Give back exactly the stretch of data below from the line holding "async fn create_offer(&mut" through the line holding "let log = CallLog::default();", both ends included, and leave the remaining lines out.

[Source records — start]

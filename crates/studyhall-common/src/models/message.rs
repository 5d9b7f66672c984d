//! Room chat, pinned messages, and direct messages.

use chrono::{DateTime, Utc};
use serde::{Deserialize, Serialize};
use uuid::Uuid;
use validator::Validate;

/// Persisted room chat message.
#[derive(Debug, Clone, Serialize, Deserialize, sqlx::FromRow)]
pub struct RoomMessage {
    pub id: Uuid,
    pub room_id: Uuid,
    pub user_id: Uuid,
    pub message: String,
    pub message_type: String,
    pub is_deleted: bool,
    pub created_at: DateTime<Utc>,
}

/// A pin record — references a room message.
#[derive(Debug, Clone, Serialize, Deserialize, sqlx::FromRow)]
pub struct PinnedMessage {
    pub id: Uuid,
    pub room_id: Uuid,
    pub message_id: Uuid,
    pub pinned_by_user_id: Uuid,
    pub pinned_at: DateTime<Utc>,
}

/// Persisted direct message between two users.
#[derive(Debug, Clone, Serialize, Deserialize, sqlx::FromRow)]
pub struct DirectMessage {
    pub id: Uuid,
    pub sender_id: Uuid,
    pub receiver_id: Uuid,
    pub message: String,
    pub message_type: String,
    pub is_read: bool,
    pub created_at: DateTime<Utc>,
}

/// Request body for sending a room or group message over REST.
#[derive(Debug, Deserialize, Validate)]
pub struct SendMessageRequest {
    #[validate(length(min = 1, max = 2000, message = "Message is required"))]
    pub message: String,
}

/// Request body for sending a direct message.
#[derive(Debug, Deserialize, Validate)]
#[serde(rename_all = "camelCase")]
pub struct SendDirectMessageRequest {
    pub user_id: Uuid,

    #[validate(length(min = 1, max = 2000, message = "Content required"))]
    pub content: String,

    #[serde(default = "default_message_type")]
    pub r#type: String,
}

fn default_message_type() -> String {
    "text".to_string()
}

[Source records — finish]
[Source records — start]

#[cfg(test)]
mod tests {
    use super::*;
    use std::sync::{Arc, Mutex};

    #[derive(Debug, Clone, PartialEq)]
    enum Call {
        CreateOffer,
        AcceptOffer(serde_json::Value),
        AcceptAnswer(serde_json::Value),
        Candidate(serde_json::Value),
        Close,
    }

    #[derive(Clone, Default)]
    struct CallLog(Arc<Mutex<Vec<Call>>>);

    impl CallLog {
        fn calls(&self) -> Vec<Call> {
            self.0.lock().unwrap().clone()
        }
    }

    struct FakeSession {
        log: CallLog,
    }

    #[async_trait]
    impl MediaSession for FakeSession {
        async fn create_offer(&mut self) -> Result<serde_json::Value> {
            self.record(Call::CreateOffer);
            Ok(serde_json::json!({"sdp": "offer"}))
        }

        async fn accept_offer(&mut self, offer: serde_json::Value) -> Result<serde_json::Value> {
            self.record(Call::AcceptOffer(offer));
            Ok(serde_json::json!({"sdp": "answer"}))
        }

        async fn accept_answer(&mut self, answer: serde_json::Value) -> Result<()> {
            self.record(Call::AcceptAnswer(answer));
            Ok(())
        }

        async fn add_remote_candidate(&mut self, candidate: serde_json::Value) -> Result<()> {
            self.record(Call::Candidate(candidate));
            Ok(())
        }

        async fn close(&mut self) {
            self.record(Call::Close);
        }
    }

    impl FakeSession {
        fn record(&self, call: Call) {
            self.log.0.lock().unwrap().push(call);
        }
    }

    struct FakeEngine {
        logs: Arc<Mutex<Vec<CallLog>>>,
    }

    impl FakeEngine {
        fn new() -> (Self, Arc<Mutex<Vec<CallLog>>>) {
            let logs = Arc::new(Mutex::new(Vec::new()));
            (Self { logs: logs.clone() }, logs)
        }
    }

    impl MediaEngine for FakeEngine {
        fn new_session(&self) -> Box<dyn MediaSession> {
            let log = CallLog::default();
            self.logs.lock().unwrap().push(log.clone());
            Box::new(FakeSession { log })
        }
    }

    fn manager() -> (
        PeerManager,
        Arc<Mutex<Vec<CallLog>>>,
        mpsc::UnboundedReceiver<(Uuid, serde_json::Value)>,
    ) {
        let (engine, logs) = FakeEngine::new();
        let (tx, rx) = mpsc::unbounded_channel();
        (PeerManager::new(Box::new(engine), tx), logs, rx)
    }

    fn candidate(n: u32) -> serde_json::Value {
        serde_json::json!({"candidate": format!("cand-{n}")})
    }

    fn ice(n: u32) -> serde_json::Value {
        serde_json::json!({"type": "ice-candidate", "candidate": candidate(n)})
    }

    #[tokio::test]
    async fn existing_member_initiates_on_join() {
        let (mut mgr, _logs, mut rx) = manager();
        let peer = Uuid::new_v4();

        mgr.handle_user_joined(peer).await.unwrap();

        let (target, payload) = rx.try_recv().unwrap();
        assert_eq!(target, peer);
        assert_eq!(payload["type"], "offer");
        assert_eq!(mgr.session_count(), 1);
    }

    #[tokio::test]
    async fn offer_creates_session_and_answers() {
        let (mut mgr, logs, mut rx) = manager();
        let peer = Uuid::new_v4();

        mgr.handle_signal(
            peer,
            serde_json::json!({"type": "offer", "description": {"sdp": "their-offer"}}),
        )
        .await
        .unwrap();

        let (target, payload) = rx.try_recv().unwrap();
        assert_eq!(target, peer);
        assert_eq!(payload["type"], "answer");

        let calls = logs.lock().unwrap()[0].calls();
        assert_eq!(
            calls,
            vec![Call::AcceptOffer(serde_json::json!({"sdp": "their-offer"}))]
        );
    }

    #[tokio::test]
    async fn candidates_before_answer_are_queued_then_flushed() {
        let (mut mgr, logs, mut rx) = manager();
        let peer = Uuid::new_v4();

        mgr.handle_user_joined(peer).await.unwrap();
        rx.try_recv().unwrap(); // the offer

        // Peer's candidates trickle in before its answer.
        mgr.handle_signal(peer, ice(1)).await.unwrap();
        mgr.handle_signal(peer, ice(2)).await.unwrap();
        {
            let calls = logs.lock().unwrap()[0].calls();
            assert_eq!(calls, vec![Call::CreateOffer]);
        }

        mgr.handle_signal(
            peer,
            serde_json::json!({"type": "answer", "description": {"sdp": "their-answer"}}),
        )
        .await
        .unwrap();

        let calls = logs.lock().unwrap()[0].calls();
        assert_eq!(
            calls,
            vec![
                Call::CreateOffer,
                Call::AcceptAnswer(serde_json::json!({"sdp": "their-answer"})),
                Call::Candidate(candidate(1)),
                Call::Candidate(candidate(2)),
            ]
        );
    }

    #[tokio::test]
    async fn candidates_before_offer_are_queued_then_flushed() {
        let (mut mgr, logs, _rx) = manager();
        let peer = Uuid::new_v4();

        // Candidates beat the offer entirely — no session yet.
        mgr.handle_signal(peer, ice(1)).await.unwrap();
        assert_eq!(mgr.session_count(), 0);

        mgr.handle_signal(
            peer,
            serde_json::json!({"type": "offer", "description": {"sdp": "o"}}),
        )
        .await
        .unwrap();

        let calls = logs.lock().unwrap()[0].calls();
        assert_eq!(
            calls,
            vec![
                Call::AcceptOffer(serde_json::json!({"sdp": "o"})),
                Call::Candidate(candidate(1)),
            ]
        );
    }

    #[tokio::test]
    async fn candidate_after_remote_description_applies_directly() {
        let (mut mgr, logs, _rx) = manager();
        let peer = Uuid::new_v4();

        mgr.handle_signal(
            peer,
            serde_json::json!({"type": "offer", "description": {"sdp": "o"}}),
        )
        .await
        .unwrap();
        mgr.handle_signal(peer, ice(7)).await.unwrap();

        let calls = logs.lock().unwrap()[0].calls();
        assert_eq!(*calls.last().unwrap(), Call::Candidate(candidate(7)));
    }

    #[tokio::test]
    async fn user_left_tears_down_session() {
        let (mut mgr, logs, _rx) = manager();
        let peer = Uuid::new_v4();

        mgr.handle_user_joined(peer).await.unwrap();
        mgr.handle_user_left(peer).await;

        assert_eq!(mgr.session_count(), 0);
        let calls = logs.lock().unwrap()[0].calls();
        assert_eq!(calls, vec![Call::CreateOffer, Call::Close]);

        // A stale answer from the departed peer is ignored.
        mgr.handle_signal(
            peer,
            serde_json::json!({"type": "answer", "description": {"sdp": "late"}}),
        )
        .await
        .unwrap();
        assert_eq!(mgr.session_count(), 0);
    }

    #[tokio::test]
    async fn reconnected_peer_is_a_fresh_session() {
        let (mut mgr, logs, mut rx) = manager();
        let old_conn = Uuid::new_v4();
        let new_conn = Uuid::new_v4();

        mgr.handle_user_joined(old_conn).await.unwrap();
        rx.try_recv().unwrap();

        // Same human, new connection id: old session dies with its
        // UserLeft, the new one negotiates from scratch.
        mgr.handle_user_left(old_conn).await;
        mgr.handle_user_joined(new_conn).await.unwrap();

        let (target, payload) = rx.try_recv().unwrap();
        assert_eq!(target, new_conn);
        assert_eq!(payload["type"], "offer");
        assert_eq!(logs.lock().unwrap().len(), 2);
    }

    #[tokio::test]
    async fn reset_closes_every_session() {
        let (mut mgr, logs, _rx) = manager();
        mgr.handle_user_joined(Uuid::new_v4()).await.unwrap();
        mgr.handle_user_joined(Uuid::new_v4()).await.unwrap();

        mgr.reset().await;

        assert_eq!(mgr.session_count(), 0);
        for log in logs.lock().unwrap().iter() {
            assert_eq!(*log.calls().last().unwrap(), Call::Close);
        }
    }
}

[Source records — finish]
[Source records — start]

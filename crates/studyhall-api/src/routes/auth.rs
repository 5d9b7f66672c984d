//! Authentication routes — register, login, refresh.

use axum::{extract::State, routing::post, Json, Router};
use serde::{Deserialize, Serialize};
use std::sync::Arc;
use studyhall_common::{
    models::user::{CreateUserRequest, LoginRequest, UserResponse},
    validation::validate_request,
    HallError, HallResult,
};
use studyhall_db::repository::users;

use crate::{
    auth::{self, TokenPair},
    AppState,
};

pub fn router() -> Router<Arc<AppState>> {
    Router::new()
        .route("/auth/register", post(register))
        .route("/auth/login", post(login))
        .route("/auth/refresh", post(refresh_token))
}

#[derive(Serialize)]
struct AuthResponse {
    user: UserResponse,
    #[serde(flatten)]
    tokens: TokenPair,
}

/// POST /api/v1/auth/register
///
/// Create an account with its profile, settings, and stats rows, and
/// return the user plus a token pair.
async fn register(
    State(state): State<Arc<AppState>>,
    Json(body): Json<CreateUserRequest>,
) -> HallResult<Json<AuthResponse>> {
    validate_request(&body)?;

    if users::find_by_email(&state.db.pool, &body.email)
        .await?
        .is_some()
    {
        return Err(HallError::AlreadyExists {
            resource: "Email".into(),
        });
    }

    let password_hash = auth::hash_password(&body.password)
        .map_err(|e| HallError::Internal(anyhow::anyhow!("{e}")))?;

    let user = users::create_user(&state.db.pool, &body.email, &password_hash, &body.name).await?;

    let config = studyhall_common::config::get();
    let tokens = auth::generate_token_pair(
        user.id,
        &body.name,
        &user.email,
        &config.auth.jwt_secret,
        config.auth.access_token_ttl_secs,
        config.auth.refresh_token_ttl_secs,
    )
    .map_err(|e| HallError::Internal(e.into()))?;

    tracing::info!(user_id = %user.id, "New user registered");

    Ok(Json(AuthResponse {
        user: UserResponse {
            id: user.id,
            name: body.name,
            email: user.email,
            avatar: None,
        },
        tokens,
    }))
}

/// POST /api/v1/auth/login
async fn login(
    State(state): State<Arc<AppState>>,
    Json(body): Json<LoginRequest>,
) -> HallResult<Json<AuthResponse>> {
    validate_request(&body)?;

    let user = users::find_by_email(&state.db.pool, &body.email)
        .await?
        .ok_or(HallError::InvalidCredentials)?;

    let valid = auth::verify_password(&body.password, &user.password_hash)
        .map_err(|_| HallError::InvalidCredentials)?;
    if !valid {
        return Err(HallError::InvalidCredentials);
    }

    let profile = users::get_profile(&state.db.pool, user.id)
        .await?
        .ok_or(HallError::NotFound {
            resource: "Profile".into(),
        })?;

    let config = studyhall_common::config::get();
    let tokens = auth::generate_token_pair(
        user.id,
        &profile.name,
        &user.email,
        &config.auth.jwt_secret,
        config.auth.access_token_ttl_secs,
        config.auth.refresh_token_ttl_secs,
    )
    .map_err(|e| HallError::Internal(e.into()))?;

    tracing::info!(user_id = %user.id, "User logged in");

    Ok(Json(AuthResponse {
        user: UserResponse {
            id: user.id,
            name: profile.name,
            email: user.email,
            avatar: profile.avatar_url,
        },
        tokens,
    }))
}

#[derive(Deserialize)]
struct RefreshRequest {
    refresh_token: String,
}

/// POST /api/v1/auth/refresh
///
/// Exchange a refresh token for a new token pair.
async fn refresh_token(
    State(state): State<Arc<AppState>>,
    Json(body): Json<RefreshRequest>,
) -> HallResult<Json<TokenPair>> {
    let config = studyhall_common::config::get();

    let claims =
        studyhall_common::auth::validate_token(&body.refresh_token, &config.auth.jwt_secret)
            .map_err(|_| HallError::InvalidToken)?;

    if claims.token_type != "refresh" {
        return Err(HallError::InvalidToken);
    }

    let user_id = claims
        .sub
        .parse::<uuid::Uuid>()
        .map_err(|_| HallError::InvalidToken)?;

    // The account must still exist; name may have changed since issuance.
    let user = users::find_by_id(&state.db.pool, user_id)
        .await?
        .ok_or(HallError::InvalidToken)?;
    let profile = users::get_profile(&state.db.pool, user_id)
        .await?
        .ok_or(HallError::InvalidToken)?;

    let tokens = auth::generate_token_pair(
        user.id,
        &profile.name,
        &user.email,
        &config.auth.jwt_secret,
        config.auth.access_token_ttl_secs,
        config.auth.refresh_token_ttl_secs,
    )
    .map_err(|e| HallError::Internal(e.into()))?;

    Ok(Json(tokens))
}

[Source records — finish]

Completed exercise:
        async fn create_offer(&mut self) -> Result<serde_json::Value> {
            self.record(Call::CreateOffer);
            Ok(serde_json::json!({"sdp": "offer"}))
        }

        async fn accept_offer(&mut self, offer: serde_json::Value) -> Result<serde_json::Value> {
            self.record(Call::AcceptOffer(offer));
            Ok(serde_json::json!({"sdp": "answer"}))
        }

        async fn accept_answer(&mut self, answer: serde_json::Value) -> Result<()> {
            self.record(Call::AcceptAnswer(answer));
            Ok(())
        }

        async fn add_remote_candidate(&mut self, candidate: serde_json::Value) -> Result<()> {
            self.record(Call::Candidate(candidate));
            Ok(())
        }

        async fn close(&mut self) {
            self.record(Call::Close);
        }
    }

    impl FakeSession {
        fn record(&self, call: Call) {
            self.log.0.lock().unwrap().push(call);
        }
    }

    struct FakeEngine {
        logs: Arc<Mutex<Vec<CallLog>>>,
    }

    impl FakeEngine {
        fn new() -> (Self, Arc<Mutex<Vec<CallLog>>>) {
            let logs = Arc::new(Mutex::new(Vec::new()));
            (Self { logs: logs.clone() }, logs)
        }
    }

    impl MediaEngine for FakeEngine {
        fn new_session(&self) -> Box<dyn MediaSession> {
            let log = CallLog::default();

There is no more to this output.